| ABOUT THIS TASK |
Repeat the lines of the data exactly, from the first one through the one that contains "use std::sync::Arc;".

Saved entries
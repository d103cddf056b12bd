//! Dynamic hash plug-in loader (component A, second tier).
//!
//! Scans a directory for files named `hashlib<N>.<DLL_EXTENSION>` for
//! `N in [0, 10)`, `dlopen`s each one found, and `dlsym`s a symbol named
//! `hashFuncArray`: a C array of [`RawHashEntry`] terminated by a sentinel
//! with a null `name`. Missing files and missing symbols are silently
//! skipped — a plug-in tier is optional by contract, not an error — but are
//! still reported back to the caller so the orchestration layer can log
//! them at `warn` rather than drop the information entirely.

use std::ffi::{c_char, c_void, CStr};
use std::path::{Path, PathBuf};
use std::sync::Arc;

use rainbow_core::hash::{HashFunction, Scratch, Seed, MAX_DIGEST_LEN};
use rainbow_core::RainbowError;

/// Raw C layout a plug-in's `hashFuncArray` symbol must match.
#[repr(C)]
struct RawHashEntry {
    name: *const c_char,
    func: Option<unsafe extern "C" fn(u32, *mut u8) -> *mut u8>,
    digest_len: u32,
}

/// Outcome of scanning one candidate plug-in path.
#[derive(Debug)]
pub enum PluginEvent {
    /// The file did not exist; skipped silently, no library touched.
    NotFound { path: PathBuf },
    /// The file opened but had no `hashFuncArray` symbol; skipped.
    SymbolMissing { path: PathBuf },
    /// One or more hash functions were loaded from this file.
    Loaded { path: PathBuf, names: Vec<String> },
}

/// Adapter exposing a plug-in's raw `extern "C"` function as a safe
/// [`HashFunction`]. Holds the owning `dlopen` handle for its lifetime so
/// the library is never unloaded while still in use.
struct DynamicHashFunction {
    func: unsafe extern "C" fn(u32, *mut u8) -> *mut u8,
    digest_len: usize,
    // Keeps the shared object mapped for as long as this adapter exists.
    _handle: Arc<DlHandle>,
}

// SAFETY: the plug-in contract requires `func` to be pure and reentrant
// (no mutable shared state), so calling it from any thread is sound.
unsafe impl Send for DynamicHashFunction {}
unsafe impl Sync for DynamicHashFunction {}

impl HashFunction for DynamicHashFunction {
    fn digest_len(&self) -> usize {
        self.digest_len
    }

    fn hash<'a>(&self, seed: Seed, scratch: &'a mut Scratch) -> &'a [u8] {
        // SAFETY: `scratch` is a valid, writable `MAX_DIGEST_LEN`-byte buffer
        // and `self.digest_len <= MAX_DIGEST_LEN` is enforced at load time.
        // The contract requires the function to write `digest_len` bytes
        // into the buffer we pass and return a pointer to them (normally the
        // same pointer).
        unsafe {
            (self.func)(seed, scratch.as_mut_ptr());
        }
        &scratch[..self.digest_len]
    }
}

struct DlHandle(*mut c_void);

// SAFETY: a `dlopen` handle may be used from any thread; the loader never
// calls `dlclose` while adapters referencing it are alive (see `_handle`).
unsafe impl Send for DlHandle {}
unsafe impl Sync for DlHandle {}

impl Drop for DlHandle {
    fn drop(&mut self) {
        unsafe {
            libc::dlclose(self.0);
        }
    }
}

/// Scan `dir` for `hashlib0.<ext> .. hashlib9.<ext>` and register any hash
/// functions found into `registry`. Returns one [`PluginEvent`] per
/// candidate path considered (`NotFound` for paths that don't exist), never
/// an error by itself — a missing plug-in directory is not fatal.
pub fn load_plugins(
    dir: &Path,
    registry: &mut rainbow_core::HashRegistry,
) -> Result<Vec<PluginEvent>, RainbowError> {
    let ext = std::env::consts::DLL_EXTENSION;
    let mut events = Vec::new();

    for n in 0..10 {
        let path = dir.join(format!("hashlib{n}.{ext}"));
        if !path.exists() {
            events.push(PluginEvent::NotFound { path });
            continue;
        }

        match load_one(&path) {
            Some(entries) => {
                let mut names = Vec::with_capacity(entries.len());
                for (name, func) in entries {
                    names.push(name.clone());
                    registry.register(name, func);
                }
                events.push(PluginEvent::Loaded { path, names });
            }
            None => events.push(PluginEvent::SymbolMissing { path }),
        }
    }

    Ok(events)
}

fn load_one(path: &Path) -> Option<Vec<(String, Arc<dyn HashFunction>)>> {
    let c_path = std::ffi::CString::new(path.to_string_lossy().as_bytes()).ok()?;

    // SAFETY: `c_path` is a valid, NUL-terminated C string for the duration
    // of this call.
    let raw_handle = unsafe { libc::dlopen(c_path.as_ptr(), libc::RTLD_NOW) };
    if raw_handle.is_null() {
        return None;
    }
    let handle = Arc::new(DlHandle(raw_handle));

    let symbol = std::ffi::CString::new("hashFuncArray").expect("no interior NUL");
    // SAFETY: `handle.0` is a live handle returned by a successful `dlopen`
    // above; `symbol` is NUL-terminated.
    let sym = unsafe { libc::dlsym(handle.0, symbol.as_ptr()) };
    if sym.is_null() {
        return None;
    }

    let mut out = Vec::new();
    let mut cursor = sym.cast::<RawHashEntry>();
    loop {
        // SAFETY: the plug-in contract guarantees the array is terminated by
        // a sentinel with a null `name`; we stop at the first one and never
        // read past it.
        let entry = unsafe { &*cursor };
        if entry.name.is_null() {
            break;
        }
        let Some(func) = entry.func else { break };
        let name = unsafe { CStr::from_ptr(entry.name) }
            .to_string_lossy()
            .into_owned();
        let digest_len = entry.digest_len as usize;
        if digest_len == 0 || digest_len > MAX_DIGEST_LEN {
            // Malformed entry; skip it but keep scanning the rest of the array.
            cursor = unsafe { cursor.add(1) };
            continue;
        }

        out.push((
            name,
            Arc::new(DynamicHashFunction {
                func,
                digest_len,
                _handle: Arc::clone(&handle),
            }) as Arc<dyn HashFunction>,
        ));
        cursor = unsafe { cursor.add(1) };
    }

    if out.is_empty() {
        None
    } else {
        Some(out)
    }
}

#[cfg(test)]
mod tests {
    use super::*;

    #[test]
    fn missing_files_are_reported_not_errored() {
        let dir = tempfile::tempdir().unwrap();
        let mut registry = rainbow_core::HashRegistry::new();
        let events = load_plugins(dir.path(), &mut registry).unwrap();
        assert_eq!(events.len(), 10);
        assert!(events
            .iter()
            .all(|e| matches!(e, PluginEvent::NotFound { .. })));
        assert!(registry.is_empty());
    }
}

| ANSWER BOX |
repository d103cddf056b12bd
//! Dynamic hash plug-in loader (component A, second tier).
//!
//! Scans a directory for files named `hashlib<N>.<DLL_EXTENSION>` for
//! `N in [0, 10)`, `dlopen`s each one found, and `dlsym`s a symbol named
//! `hashFuncArray`: a C array of [`RawHashEntry`] terminated by a sentinel
//! with a null `name`. Missing files and missing symbols are silently
//! skipped — a plug-in tier is optional by contract, not an error — but are
//! still reported back to the caller so the orchestration layer can log
//! them at `warn` rather than drop the information entirely.

use std::ffi::{c_char, c_void, CStr};
use std::path::{Path, PathBuf};
use std::sync::Arc;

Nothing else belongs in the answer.